Adding empathy to health consultations found to boost patient and staff satisfaction with the NHS

Adding empathy to all health consultations will improve the lives of patients and medical staff and reduce NHS costs, according to a major new publication.

The Stoneygate Centre for Empathic Healthcare, based at the University of Leicester, delivers world-leading training to equip the NHS with empathic, compassionate and resilient healthcare practitioners.

A new report, based on the findings of the centre’s work with NHS staff, has revealed adding empathy to health consultations increases patient satisfaction and experience of the NHS by 10 per cent and cuts practitioner burnout by 50 per cent.

Stoneygate Centre for Empathic Healthcare director Professor Jeremy Howick said: “The British Social Attitudes survey, published this April, revealed only one in five adults were ‘very’ or ‘quite’ satisfied with the NHS – the lowest recorded level of satisfaction since the survey began in 1983.

“In the latest NHS Staff Survey, one in three NHS staff reported feeling burnt out because of their work and in recent years we’ve seen rising numbers of staff leaving the organisation.

“A growing body of evidence shows empathic healthcare improves outcomes for patients and staff and our evidence-based empathy training for healthcare practitioners has been found to raise patient and practitioner satisfaction rates by 10 per cent. Our system empathy workshop for organisations has also increased patient and staff satisfaction in participating hospitals.

“Adding empathy to health consultations is a low cost, evidence-based solution which will help the NHS to address some of the challenges it is facing at a time when UK government finances are tight.”
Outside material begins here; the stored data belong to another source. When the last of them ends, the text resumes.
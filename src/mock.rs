// mock.rs - recording backend and window for exercising the player without a GPU

use crate::context::{GraphicsDriver, SurfaceAttribute, SurfaceKind};
use crate::device::{
    MeshId, ProgramId, RenderDevice, TextureId, UniformLocation, U_DISTORTION_PARAMS,
    U_MVP_MATRIX, U_ST_MATRIX,
};
use crate::error::{PlayerError, Result};
use crate::mesh::MeshData;
use crate::render_state::{RasterState, Rect};
use crate::video::VideoFrame;
use crate::window::{NativeWindow, WindowRef};
use parking_lot::Mutex;
use raw_window_handle::{
    RawDisplayHandle, RawWindowHandle, XlibDisplayHandle, XlibWindowHandle,
};
use std::collections::HashMap;
use std::sync::atomic::{AtomicU32, Ordering};
use std::sync::Arc;

/// Window with a settable size and dummy native handles.
#[derive(Debug)]
pub struct MockWindow {
    width: AtomicU32,
    height: AtomicU32,
}

impl MockWindow {
    pub fn new(width: u32, height: u32) -> Self {
        Self { width: AtomicU32::new(width), height: AtomicU32::new(height) }
    }

    pub fn resize(&self, width: u32, height: u32) {
        self.width.store(width, Ordering::SeqCst);
        self.height.store(height, Ordering::SeqCst);
    }
}

impl NativeWindow for MockWindow {
    fn inner_size(&self) -> (u32, u32) {
        (self.width.load(Ordering::SeqCst), self.height.load(Ordering::SeqCst))
    }

    fn window_handle(&self) -> RawWindowHandle {
        RawWindowHandle::Xlib(XlibWindowHandle::empty())
    }

    fn display_handle(&self) -> RawDisplayHandle {
        RawDisplayHandle::Xlib(XlibDisplayHandle::empty())
    }
}

/// A draw with the state it was issued under.
#[derive(Debug, Clone, PartialEq)]
pub struct DrawCall {
    pub mesh: MeshId,
    pub texture: TextureId,
    pub program: Option<ProgramId>,
    pub viewport: Option<Rect>,
    pub scissor: Option<Rect>,
    pub mvp: Option<[f32; 16]>,
    pub distortion: Option<[f32; 4]>,
}

#[derive(Debug, Clone, PartialEq)]
pub enum GpuCall {
    CreateContext,
    DestroyContext,
    TerminateDisplay,
    CreateOffscreenSurface(u32, u32),
    DestroyOffscreenSurface,
    CreateWindowSurface(u32, u32),
    DestroyWindowSurface,
    MakeCurrent(Option<SurfaceKind>),
    SwapBuffers,
    CreateProgram { label: String, program: ProgramId },
    DeleteProgram(ProgramId),
    UseProgram(Option<ProgramId>),
    SetUniformMat4 { program: Option<ProgramId>, location: UniformLocation, value: [f32; 16] },
    SetUniformVec4 { program: Option<ProgramId>, location: UniformLocation, value: [f32; 4] },
    CreateMesh { mesh: MeshId, indices: usize },
    DeleteMesh(MeshId),
    CreateVideoTexture(TextureId),
    UploadVideoFrame { texture: TextureId, width: u32, height: u32 },
    DeleteTexture(TextureId),
    ApplyState(RasterState),
    Clear([f32; 4]),
    SetViewport(Rect),
    SetScissor(Option<Rect>),
    Draw(DrawCall),
}

/// Shared view of everything a [`RecordingBackend`] was asked to do.
#[derive(Debug, Clone, Default)]
pub struct GpuLog(Arc<Mutex<Vec<GpuCall>>>);

impl GpuLog {
    fn push(&self, call: GpuCall) {
        self.0.lock().push(call);
    }

    pub fn calls(&self) -> Vec<GpuCall> {
        self.0.lock().clone()
    }

    pub fn len(&self) -> usize {
        self.0.lock().len()
    }

    pub fn is_empty(&self) -> bool {
        self.len() == 0
    }

    pub fn clear(&self) {
        self.0.lock().clear();
    }

    pub fn count(&self, pred: impl Fn(&GpuCall) -> bool) -> usize {
        self.0.lock().iter().filter(|c| pred(c)).count()
    }

    pub fn draws(&self) -> Vec<DrawCall> {
        self.0
            .lock()
            .iter()
            .filter_map(|c| match c {
                GpuCall::Draw(d) => Some(d.clone()),
                _ => None,
            })
            .collect()
    }
}

#[derive(Debug, Default)]
struct Failures {
    context: bool,
    window_surface: bool,
    upload: bool,
    compile: Vec<String>,
    link: Vec<String>,
}

/// Failure switches for a [`RecordingBackend`], usable after it moved to the
/// render thread.
#[derive(Debug, Clone, Default)]
pub struct MockControls(Arc<Mutex<Failures>>);

impl MockControls {
    pub fn fail_context(&self, fail: bool) {
        self.0.lock().context = fail;
    }

    pub fn fail_window_surface(&self, fail: bool) {
        self.0.lock().window_surface = fail;
    }

    pub fn fail_upload(&self, fail: bool) {
        self.0.lock().upload = fail;
    }

    /// Programs whose label contains `label` fail to compile.
    pub fn fail_compile(&self, label: &str) {
        self.0.lock().compile.push(label.to_owned());
    }

    /// Programs whose label contains `label` fail to link.
    pub fn fail_link(&self, label: &str) {
        self.0.lock().link.push(label.to_owned());
    }

    pub fn clear_failures(&self) {
        *self.0.lock() = Failures::default();
    }
}

/// Driver and device that only record calls.
pub struct RecordingBackend {
    log: GpuLog,
    controls: MockControls,
    next_id: u32,
    window: Option<WindowRef>,
    current: Option<SurfaceKind>,
    program: Option<ProgramId>,
    programs: HashMap<ProgramId, String>,
    uniforms: HashMap<(ProgramId, UniformLocation), Vec<f32>>,
    viewport: Option<Rect>,
    scissor: Option<Rect>,
}

impl RecordingBackend {
    pub fn new() -> (Self, GpuLog) {
        let log = GpuLog::default();
        let backend = Self {
            log: log.clone(),
            controls: MockControls::default(),
            next_id: 1,
            window: None,
            current: None,
            program: None,
            programs: HashMap::new(),
            uniforms: HashMap::new(),
            viewport: None,
            scissor: None,
        };
        (backend, log)
    }

    pub fn controls(&self) -> MockControls {
        self.controls.clone()
    }

    fn next(&mut self) -> u32 {
        let id = self.next_id;
        self.next_id += 1;
        id
    }

    fn uniform(&self, name: &str) -> Option<Vec<f32>> {
        let program = self.program?;
        let location = self.uniform_location(program, name)?;
        self.uniforms.get(&(program, location)).cloned()
    }
}

impl GraphicsDriver for RecordingBackend {
    fn create_context(&mut self) -> Result<()> {
        if self.controls.0.lock().context {
            return Err(PlayerError::ContextInit("mock display unavailable".into()));
        }
        self.log.push(GpuCall::CreateContext);
        Ok(())
    }

    fn destroy_context(&mut self) {
        self.log.push(GpuCall::DestroyContext);
    }

    fn terminate_display(&mut self) {
        self.log.push(GpuCall::TerminateDisplay);
    }

    fn create_offscreen_surface(&mut self, width: u32, height: u32) -> Result<()> {
        self.log.push(GpuCall::CreateOffscreenSurface(width, height));
        Ok(())
    }

    fn destroy_offscreen_surface(&mut self) {
        self.log.push(GpuCall::DestroyOffscreenSurface);
    }

    fn create_window_surface(&mut self, window: &WindowRef) -> Result<()> {
        if self.controls.0.lock().window_surface {
            return Err(PlayerError::ContextInit("mock window surface".into()));
        }
        let (w, h) = window.inner_size();
        self.log.push(GpuCall::CreateWindowSurface(w, h));
        self.window = Some(window.clone());
        Ok(())
    }

    fn destroy_window_surface(&mut self) {
        self.log.push(GpuCall::DestroyWindowSurface);
        self.window = None;
    }

    fn make_current(&mut self, surface: Option<SurfaceKind>) -> Result<()> {
        self.log.push(GpuCall::MakeCurrent(surface));
        self.current = surface;
        Ok(())
    }

    fn swap_buffers(&mut self) -> Result<()> {
        self.log.push(GpuCall::SwapBuffers);
        Ok(())
    }

    fn query_surface(&self, surface: SurfaceKind, attribute: SurfaceAttribute) -> Option<i32> {
        let (w, h) = match surface {
            SurfaceKind::Window => self.window.as_ref()?.inner_size(),
            SurfaceKind::Offscreen => (16, 16),
        };
        Some(match attribute {
            SurfaceAttribute::Width => w as i32,
            SurfaceAttribute::Height => h as i32,
        })
    }
}

impl RenderDevice for RecordingBackend {
    fn create_program(&mut self, label: &str, _source: &str) -> Result<ProgramId> {
        let failures = self.controls.0.lock();
        if failures.compile.iter().any(|l| label.contains(l.as_str())) {
            return Err(PlayerError::ShaderCompile(format!("{label}: mock compile error")));
        }
        if failures.link.iter().any(|l| label.contains(l.as_str())) {
            return Err(PlayerError::ShaderLink(format!("{label}: mock link error")));
        }
        drop(failures);

        let program = ProgramId(self.next());
        self.programs.insert(program, label.to_owned());
        self.log.push(GpuCall::CreateProgram { label: label.to_owned(), program });
        Ok(program)
    }

    fn delete_program(&mut self, program: ProgramId) {
        self.programs.remove(&program);
        self.uniforms.retain(|(p, _), _| *p != program);
        if self.program == Some(program) {
            self.program = None;
        }
        self.log.push(GpuCall::DeleteProgram(program));
    }

    fn use_program(&mut self, program: Option<ProgramId>) {
        self.program = program;
        self.log.push(GpuCall::UseProgram(program));
    }

    fn current_program(&self) -> Option<ProgramId> {
        self.program
    }

    fn uniform_location(&self, program: ProgramId, name: &str) -> Option<UniformLocation> {
        if !self.programs.contains_key(&program) {
            return None;
        }
        match name {
            U_MVP_MATRIX => Some(UniformLocation(0)),
            U_ST_MATRIX => Some(UniformLocation(1)),
            U_DISTORTION_PARAMS => Some(UniformLocation(2)),
            _ => None,
        }
    }

    fn set_uniform_mat4(&mut self, location: UniformLocation, value: &[f32; 16]) {
        if let Some(program) = self.program {
            self.uniforms.insert((program, location), value.to_vec());
        }
        self.log.push(GpuCall::SetUniformMat4 { program: self.program, location, value: *value });
    }

    fn set_uniform_vec4(&mut self, location: UniformLocation, value: [f32; 4]) {
        if let Some(program) = self.program {
            self.uniforms.insert((program, location), value.to_vec());
        }
        self.log.push(GpuCall::SetUniformVec4 { program: self.program, location, value });
    }

    fn create_mesh(&mut self, data: &MeshData) -> MeshId {
        let mesh = MeshId(self.next());
        self.log.push(GpuCall::CreateMesh { mesh, indices: data.index_count() });
        mesh
    }

    fn delete_mesh(&mut self, mesh: MeshId) {
        self.log.push(GpuCall::DeleteMesh(mesh));
    }

    fn create_video_texture(&mut self) -> TextureId {
        let texture = TextureId(self.next());
        self.log.push(GpuCall::CreateVideoTexture(texture));
        texture
    }

    fn upload_video_frame(&mut self, texture: TextureId, frame: &VideoFrame) -> Result<()> {
        if self.controls.0.lock().upload {
            return Err(PlayerError::InvalidArgument("mock upload rejected".into()));
        }
        self.log.push(GpuCall::UploadVideoFrame {
            texture,
            width: frame.width,
            height: frame.height,
        });
        Ok(())
    }

    fn delete_texture(&mut self, texture: TextureId) {
        self.log.push(GpuCall::DeleteTexture(texture));
    }

    fn apply_state(&mut self, state: RasterState) {
        self.log.push(GpuCall::ApplyState(state));
    }

    fn clear(&mut self, color: [f32; 4]) {
        self.log.push(GpuCall::Clear(color));
    }

    fn set_viewport(&mut self, rect: Rect) {
        self.viewport = Some(rect);
        self.log.push(GpuCall::SetViewport(rect));
    }

    fn set_scissor(&mut self, rect: Option<Rect>) {
        self.scissor = rect;
        self.log.push(GpuCall::SetScissor(rect));
    }

    fn draw(&mut self, mesh: MeshId, texture: TextureId) {
        let mvp = self.uniform(U_MVP_MATRIX).and_then(|v| v.try_into().ok());
        let distortion = self.uniform(U_DISTORTION_PARAMS).and_then(|v| v.try_into().ok());
        self.log.push(GpuCall::Draw(DrawCall {
            mesh,
            texture,
            program: self.program,
            viewport: self.viewport,
            scissor: self.scissor,
            mvp,
            distortion,
        }));
    }
}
The report, released in conjunction with the University of Leicester Institute for Policy, also highlights that increased empathy:

  • Reduces post-operative morphine use by 50 per cent and post-operative pain in patients by 34 per cent
  • Lowers mortality in people living with diabetes by 40 per cent
  • Improves the extent to which patients use medications optimally by 19 per cent
  • Raises the cellular immunity of post-operative patients by 14 per cent
  • Lowers chronic pain by 10 per cent

The report also found that empathy enhances the cost-effectiveness of care and reduces costs on unnecessary drugs.

It recommends that empathy should be added to all healthcare consultations to boost patient satisfaction and outcomes, staff wellbeing and to reduce costs.

To drive forward the report’s recommendations, the Stoneygate Centre for Empathic Healthcare is rolling out a series of evidence-based courses, workshops and bootcamps designed to equip hundreds of thousands of UK healthcare professionals with empathic healthcare skills.

Professor Howick said: “Key to our ambition is our Train the Trainers bootcamp for training practitioners.

“At these sessions 200 practitioners will be selected and trained so they can go on to train other practitioners in empathic healthcare practices.

“Our aim is for 200,000 practitioners to be trained – a substantial proportion of the workforce – so that together we can create a deep cultural change.”